Activity => An exact, complete copy of the entries that follow is needed.

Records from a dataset

// Copyright (c) 2025 Erick Bourgeois, firestoned
// SPDX-License-Identifier: MIT

//! Error types for the Prometheus config controller.
//!
//! Every fallible operation in the library returns [`Error`]. Callers that need to
//! branch on the failure (retry policy, requeue policy, metrics labels) match on
//! [`Error::kind`] instead of inspecting messages.

use std::path::PathBuf;
use std::time::Duration;
use thiserror::Error;

/// Result alias used across the crate.
pub type Result<T, E = Error> = std::result::Result<T, E>;

/// Semantic category of an [`Error`].
#[derive(Debug, Clone, Copy, PartialEq, Eq, Hash)]
pub enum ErrorKind {
    /// A required configuration value is missing or invalid
    InvalidConfig,
    /// The Prometheus ConfigMap does not exist
    ConfigMapNotFound,
    /// The Prometheus ConfigMap exists but lacks the configured data key
    ConfigMapKeyNotFound,
    /// The Prometheus ConfigMap payload is not a valid Prometheus YAML document
    InvalidConfigMap,
    /// Current and desired state disagree on the object name
    WrongName,
    /// Current and desired state disagree on the object namespace
    WrongNamespace,
    /// The minimum reload interval has not elapsed yet
    ReloadThrottle,
    /// An external collaborator answered with an unexpected result
    ExecutionFailed,
    /// The operation was cancelled
    Cancelled,
    /// Kubernetes API failure
    Kubernetes,
    /// HTTP transport failure
    Http,
    /// Local filesystem failure
    Io,
    /// YAML (de)serialization failure
    Serialization,
}

impl ErrorKind {
    /// Stable snake_case name used in metric labels and log fields.
    #[must_use]
    pub fn as_str(self) -> &'static str {
        match self {
            ErrorKind::InvalidConfig => "invalid_config",
            ErrorKind::ConfigMapNotFound => "configmap_not_found",
            ErrorKind::ConfigMapKeyNotFound => "configmap_key_not_found",
            ErrorKind::InvalidConfigMap => "invalid_configmap",
            ErrorKind::WrongName => "wrong_name",
            ErrorKind::WrongNamespace => "wrong_namespace",
            ErrorKind::ReloadThrottle => "reload_throttle",
            ErrorKind::ExecutionFailed => "execution_failed",
            ErrorKind::Cancelled => "cancelled",
            ErrorKind::Kubernetes => "kubernetes",
            ErrorKind::Http => "http",
            ErrorKind::Io => "io",
            ErrorKind::Serialization => "serialization",
        }
    }
}

impl std::fmt::Display for ErrorKind {
    fn fmt(&self, f: &mut std::fmt::Formatter<'_>) -> std::fmt::Result {
        f.write_str(self.as_str())
    }
}

/// Errors produced by the controller.
#[derive(Error, Debug)]
pub enum Error {
    /// Invalid configuration detected at construction time
    #[error("invalid config: {0}")]
    InvalidConfig(String),

    /// The target ConfigMap does not exist
    #[error("configmap {namespace}/{name} not found")]
    ConfigMapNotFound {
        /// Namespace of the ConfigMap
        namespace: String,
        /// Name of the ConfigMap
        name: String,
    },

    /// The target ConfigMap has no entry for the configured key
    #[error("key '{key}' not found in configmap {namespace}/{name}")]
    ConfigMapKeyNotFound {
        /// Namespace of the ConfigMap
        namespace: String,
        /// Name of the ConfigMap
        name: String,
        /// Missing data key
        key: String,
    },

    /// The ConfigMap payload does not parse as a Prometheus configuration
    #[error("invalid prometheus config in configmap {namespace}/{name}: {reason}")]
    InvalidConfigMap {
        /// Namespace of the ConfigMap
        namespace: String,
        /// Name of the ConfigMap
        name: String,
        /// Parser message
        reason: String,
    },

    /// Current and desired state name different objects
    #[error("wrong name: current '{current}', desired '{desired}'")]
    WrongName {
        /// Name in the current state
        current: String,
        /// Name in the desired state
        desired: String,
    },

    /// Current and desired state live in different namespaces
    #[error("wrong namespace: current '{current}', desired '{desired}'")]
    WrongNamespace {
        /// Namespace in the current state
        current: String,
        /// Namespace in the desired state
        desired: String,
    },

    /// Prometheus was reloaded too recently
    #[error("reload throttled, next reload possible in {remaining:?}")]
    ReloadThrottle {
        /// Time left until the minimum reload interval has elapsed
        remaining: Duration,
    },

    /// Unexpected answer from an external collaborator
    #[error("execution failed: {0}")]
    ExecutionFailed(String),

    /// The surrounding cancellation token fired
    #[error("operation cancelled")]
    Cancelled,

    /// Kubernetes API error
    #[error("kubernetes api error: {0}")]
    Kube(#[from] kube::Error),

    /// HTTP transport error
    #[error("http error: {0}")]
    Http(#[from] reqwest::Error),

    /// YAML error outside of ConfigMap parsing
    #[error("yaml error: {0}")]
    Yaml(#[from] serde_yaml::Error),

    /// Filesystem error
    #[error("io error on {}: {source}", path.display())]
    Io {
        /// Path the operation was performed on
        path: PathBuf,
        /// Underlying error
        #[source]
        source: std::io::Error,
    },
}

impl Error {
    /// Semantic category of this error.
    #[must_use]
    pub fn kind(&self) -> ErrorKind {
        match self {
            Error::InvalidConfig(_) => ErrorKind::InvalidConfig,
            Error::ConfigMapNotFound { .. } => ErrorKind::ConfigMapNotFound,
            Error::ConfigMapKeyNotFound { .. } => ErrorKind::ConfigMapKeyNotFound,
            Error::InvalidConfigMap { .. } => ErrorKind::InvalidConfigMap,
            Error::WrongName { .. } => ErrorKind::WrongName,
            Error::WrongNamespace { .. } => ErrorKind::WrongNamespace,
            Error::ReloadThrottle { .. } => ErrorKind::ReloadThrottle,
            Error::ExecutionFailed(_) => ErrorKind::ExecutionFailed,
            Error::Cancelled => ErrorKind::Cancelled,
            Error::Kube(_) => ErrorKind::Kubernetes,
            Error::Http(_) => ErrorKind::Http,
            Error::Yaml(_) => ErrorKind::Serialization,
            Error::Io { .. } => ErrorKind::Io,
        }
    }

    /// Whether re-invoking the failed step right away may succeed.
    ///
    /// Configuration problems, programming errors, throttling and cancellation are
    /// left to the next reconciliation instead.
    #[must_use]
    pub fn is_retryable(&self) -> bool {
        matches!(
            self.kind(),
            ErrorKind::ExecutionFailed | ErrorKind::Kubernetes | ErrorKind::Http | ErrorKind::Io
        )
    }

    /// Build an [`Error::Io`] for `path`.
    pub fn io(path: impl Into<PathBuf>, source: std::io::Error) -> Self {
        Error::Io {
            path: path.into(),
            source,
        }
    }
}

#[cfg(test)]
#[path = "errors_tests.rs"]
mod errors_tests;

Expected output =>
// Copyright (c) 2025 Erick Bourgeois, firestoned
// SPDX-License-Identifier: MIT

//! Error types for the Prometheus config controller.
//!
//! Every fallible operation in the library returns [`Error`]. Callers that need to
//! branch on the failure (retry policy, requeue policy, metrics labels) match on
//! [`Error::kind`] instead of inspecting messages.

use std::path::PathBuf;
use std::time::Duration;
use thiserror::Error;

/// Result alias used across the crate.
pub type Result<T, E = Error> = std::result::Result<T, E>;

/// Semantic category of an [`Error`].
#[derive(Debug, Clone, Copy, PartialEq, Eq, Hash)]
pub enum ErrorKind {
    /// A required configuration value is missing or invalid
    InvalidConfig,
    /// The Prometheus ConfigMap does not exist
    ConfigMapNotFound,
    /// The Prometheus ConfigMap exists but lacks the configured data key
    ConfigMapKeyNotFound,
    /// The Prometheus ConfigMap payload is not a valid Prometheus YAML document
    InvalidConfigMap,
    /// Current and desired state disagree on the object name
    WrongName,
    /// Current and desired state disagree on the object namespace
    WrongNamespace,
    /// The minimum reload interval has not elapsed yet
    ReloadThrottle,
    /// An external collaborator answered with an unexpected result
    ExecutionFailed,
    /// The operation was cancelled
    Cancelled,
    /// Kubernetes API failure
    Kubernetes,
    /// HTTP transport failure
    Http,
    /// Local filesystem failure
    Io,
    /// YAML (de)serialization failure
    Serialization,
}

impl ErrorKind {
    /// Stable snake_case name used in metric labels and log fields.
    #[must_use]
    pub fn as_str(self) -> &'static str {
        match self {
            ErrorKind::InvalidConfig => "invalid_config",
            ErrorKind::ConfigMapNotFound => "configmap_not_found",
            ErrorKind::ConfigMapKeyNotFound => "configmap_key_not_found",
            ErrorKind::InvalidConfigMap => "invalid_configmap",
            ErrorKind::WrongName => "wrong_name",
            ErrorKind::WrongNamespace => "wrong_namespace",
            ErrorKind::ReloadThrottle => "reload_throttle",
            ErrorKind::ExecutionFailed => "execution_failed",
            ErrorKind::Cancelled => "cancelled",
            ErrorKind::Kubernetes => "kubernetes",
            ErrorKind::Http => "http",
            ErrorKind::Io => "io",
            ErrorKind::Serialization => "serialization",
        }
    }
}

impl std::fmt::Display for ErrorKind {
    fn fmt(&self, f: &mut std::fmt::Formatter<'_>) -> std::fmt::Result {
        f.write_str(self.as_str())
    }
}

/// Errors produced by the controller.
#[derive(Error, Debug)]
pub enum Error {
    /// Invalid configuration detected at construction time
    #[error("invalid config: {0}")]
    InvalidConfig(String),

    /// The target ConfigMap does not exist
    #[error("configmap {namespace}/{name} not found")]
    ConfigMapNotFound {
        /// Namespace of the ConfigMap
        namespace: String,
        /// Name of the ConfigMap
        name: String,
    },

    /// The target ConfigMap has no entry for the configured key
    #[error("key '{key}' not found in configmap {namespace}/{name}")]
    ConfigMapKeyNotFound {
        /// Namespace of the ConfigMap
        namespace: String,
        /// Name of the ConfigMap
        name: String,
        /// Missing data key
        key: String,
    },

    /// The ConfigMap payload does not parse as a Prometheus configuration
    #[error("invalid prometheus config in configmap {namespace}/{name}: {reason}")]
    InvalidConfigMap {
        /// Namespace of the ConfigMap
        namespace: String,
        /// Name of the ConfigMap
        name: String,
        /// Parser message
        reason: String,
    },

    /// Current and desired state name different objects
    #[error("wrong name: current '{current}', desired '{desired}'")]
    WrongName {
        /// Name in the current state
        current: String,
        /// Name in the desired state
        desired: String,
    },

    /// Current and desired state live in different namespaces
    #[error("wrong namespace: current '{current}', desired '{desired}'")]
    WrongNamespace {
        /// Namespace in the current state
        current: String,
        /// Namespace in the desired state
        desired: String,
    },

    /// Prometheus was reloaded too recently
    #[error("reload throttled, next reload possible in {remaining:?}")]
    ReloadThrottle {
        /// Time left until the minimum reload interval has elapsed
        remaining: Duration,
    },

    /// Unexpected answer from an external collaborator
    #[error("execution failed: {0}")]
    ExecutionFailed(String),

    /// The surrounding cancellation token fired
    #[error("operation cancelled")]
    Cancelled,

    /// Kubernetes API error
    #[error("kubernetes api error: {0}")]
    Kube(#[from] kube::Error),

    /// HTTP transport error
    #[error("http error: {0}")]
    Http(#[from] reqwest::Error),

    /// YAML error outside of ConfigMap parsing
    #[error("yaml error: {0}")]
    Yaml(#[from] serde_yaml::Error),

    /// Filesystem error
    #[error("io error on {}: {source}", path.display())]
    Io {
        /// Path the operation was performed on
        path: PathBuf,
        /// Underlying error
        #[source]
        source: std::io::Error,
    },
}

impl Error {
    /// Semantic category of this error.
    #[must_use]
    pub fn kind(&self) -> ErrorKind {
        match self {
            Error::InvalidConfig(_) => ErrorKind::InvalidConfig,
            Error::ConfigMapNotFound { .. } => ErrorKind::ConfigMapNotFound,
            Error::ConfigMapKeyNotFound { .. } => ErrorKind::ConfigMapKeyNotFound,
            Error::InvalidConfigMap { .. } => ErrorKind::InvalidConfigMap,
            Error::WrongName { .. } => ErrorKind::WrongName,
            Error::WrongNamespace { .. } => ErrorKind::WrongNamespace,
            Error::ReloadThrottle { .. } => ErrorKind::ReloadThrottle,
            Error::ExecutionFailed(_) => ErrorKind::ExecutionFailed,
            Error::Cancelled => ErrorKind::Cancelled,
            Error::Kube(_) => ErrorKind::Kubernetes,
            Error::Http(_) => ErrorKind::Http,
            Error::Yaml(_) => ErrorKind::Serialization,
            Error::Io { .. } => ErrorKind::Io,
        }
    }

    /// Whether re-invoking the failed step right away may succeed.
    ///
    /// Configuration problems, programming errors, throttling and cancellation are
    /// left to the next reconciliation instead.
    #[must_use]
    pub fn is_retryable(&self) -> bool {
        matches!(
            self.kind(),
            ErrorKind::ExecutionFailed | ErrorKind::Kubernetes | ErrorKind::Http | ErrorKind::Io
        )
    }

    /// Build an [`Error::Io`] for `path`.
    pub fn io(path: impl Into<PathBuf>, source: std::io::Error) -> Self {
        Error::Io {
            path: path.into(),
            source,
        }
    }
}

#[cfg(test)]
#[path = "errors_tests.rs"]
mod errors_tests;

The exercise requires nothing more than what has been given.